Saturday, July 25, 2015

Machine Learning and Statistics: a unified perspective | 1.3 Linear Regression Regularization

In the previous article, we have discussed how to find the parameters \(\theta\) to minimize the least sqaure loss function, but we have not discussed on the constraints of \(\theta\). As discussed in the introduction, the \(Constrait(\theta)\) is usually used to limit the complexity of the model, especially there is a large number of features K. Large number of features K can lead to high variance of the model. In the extreme case that the number of parameters K equals the number of data points N, an exact solution can be found and Loss function would be come 0, but this kind of model don’t offer any useful predictive power. In this article, we will evaluate what methods can be used to limit the complexity of the linear regression model.

Ridge regression

We can consider adding the following \(Constrait(\theta)\): \(\theta^T\theta = \sum_{j=1}^K \theta_i^2 \leq t\), which sets an uppper limit on the normal of \(\theta\). We can equivalently write the minimization of Loss function in the Lagrangian multiplier format consider such constrait: \[\hat{\theta} = \theta \ni \nabla_{\theta}(L(\theta) - \lambda Constraint(\theta)) = 0\] \[ = argmin_{\theta} \{\mathbf{(y - X\theta)^T(y - X\theta) + \lambda \theta^T\theta}\}\]
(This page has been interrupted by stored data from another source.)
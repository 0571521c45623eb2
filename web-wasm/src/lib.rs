//! rx-lens Web App (Leptos + WASM)

mod app;
mod components;
mod api;

use wasm_bindgen::prelude::*;

#[wasm_bindgen(start)]
pub fn main() {
    console_error_panic_hook::set_once();
    leptos::mount::mount_to_body(app::App);
}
Using equation \(\nabla_{\theta}(L(\theta) - \lambda Constraint(\theta)) = 0\), we can easily solve \(\theta\): \[ \hat{\theta} = \mathbf{(X^TX + \lambda I)^{-1}X^Ty}\] Comparing with the linear regression, the only difference is that the term \(\mathbf{\lambda I}_{K \times K}\) is added to the \(\mathbf{X^TX}\)
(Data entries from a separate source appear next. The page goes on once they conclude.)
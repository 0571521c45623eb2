use clap::{Parser, Subcommand};
use std::path::PathBuf;

#[derive(Parser)]
#[command(name = "rx-lens")]
#[command(about = "処方箋画像AI解析クライアント", long_about = None)]
pub struct Cli {
    #[command(subcommand)]
    pub command: Commands,

    /// 詳細ログを出力
    #[arg(short, long, global = true)]
    pub verbose: bool,

    /// 解析サービスのURL（設定ファイルより優先）
    #[arg(long, global = true)]
    pub endpoint: Option<String>,
}

#[derive(Subcommand)]
pub enum Commands {
    /// 処方箋画像を解析（フォルダ指定時は直下の画像を1枚ずつ解析）
    Analyze {
        /// 画像ファイルまたはフォルダのパス
        #[arg(required = true)]
        path: PathBuf,

        /// 表示モデルをJSONで出力
        #[arg(long)]
        json: bool,

        /// HTML断片の出力先
        #[arg(long)]
        html: Option<PathBuf>,

        /// 解析結果レポート(JSON)の出力先
        #[arg(short, long)]
        output: Option<PathBuf>,

        /// 失敗時に再試行するか確認する
        #[arg(short, long)]
        interactive: bool,

        /// 送信前の疎通確認をしない
        #[arg(long)]
        no_probe: bool,
    },

    /// 解析サービスの疎通確認
    Health,

    /// 保存済みのAPIレスポンス(JSON)を表示
    Render {
        /// レスポンスJSONファイル
        #[arg(required = true)]
        input: PathBuf,

        /// HEIC画像のレスポンスとして扱う
        #[arg(long)]
        heic: bool,

        /// 表示モデルをJSONで出力
        #[arg(long)]
        json: bool,

        /// HTML断片の出力先
        #[arg(long)]
        html: Option<PathBuf>,
    },

    /// 設定を表示/編集
    Config {
        /// 解析サービスのURLを設定
        #[arg(long)]
        set_endpoint: Option<String>,

        /// タイムアウト(秒)を設定
        #[arg(long)]
        set_timeout: Option<u64>,

        /// 設定を表示
        #[arg(long)]
        show: bool,
    },
}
Using Singular Value Decomposition, we can better understand the essence of ridge regression. \[ \mathbf{X\hat{\theta} = X(X^TX + \lambda I)^{-1}X^Ty}\] \[ = \mathbf{UD(D^2 + \lambda I)^{-1}DU^Ty}\] \[ = \sum_{i=1}^K \mathbf{u}_j \frac{d_j^2}{d_j^2 + \lambda}\mathbf{u}_j^T\mathbf{y}\] where \(d_j\) are the singular values of \(\mathbf{X}\). From this result, we can see that Like linear regression, ridge regression computes the coordinates of \(\mathbf{y}\) with respect to the orthonormal basis \(\mathbf{U}\), but it shrinks these coordinates by the factors . This means that a greater amount of shrinkage is applied to the coordinates of basis vectors with smaller \(d_j^2\). Note that this shrinkage is one the orthonormal basis \(\mathbf{U}\), not on \(\mathbf{X}\). The regression coefficients \(\theta\) of \(\mathbf{X}\) will not necessarily shrink more on the variables with smaller \(\theta_i\)

Using ridge regression we have one more parameter to tune: \(\lambda\). In order to determine the optimum \(\lambda\). The larger \(\lambda\) corresponds to smaller parameter coefficients, and thus less model complexity, but the corresponding estimation error may increase due to the increase of bias. To trade off between model complexity and estimation error, we usually use certain information criterion such as AIC or BIC: \[ AIC = -2ln(likelihood) + 2df = n \times ln(RSS/n) + 2df\] \[ BIC = -2ln(likelihood) + 2df = n \times ln(RSS/n) + 2df \times ln(n)\] Where RSS is the sum of square error and df is the degree of freedom. BIC represents the log-likelihood of data. We can see from the definition that BIC penalize model complexity more than AIC.

In order to use AIC or BIC to determine the optimum value of \(\lambda\), we must have a definition of degree of freedom. For least square linear regression, degree of freedom is simply the number of parameter used, which is also: \[\mathbf{tr(H) = tr(UU^T) = tr(U^TU) = tr(I)} = K\]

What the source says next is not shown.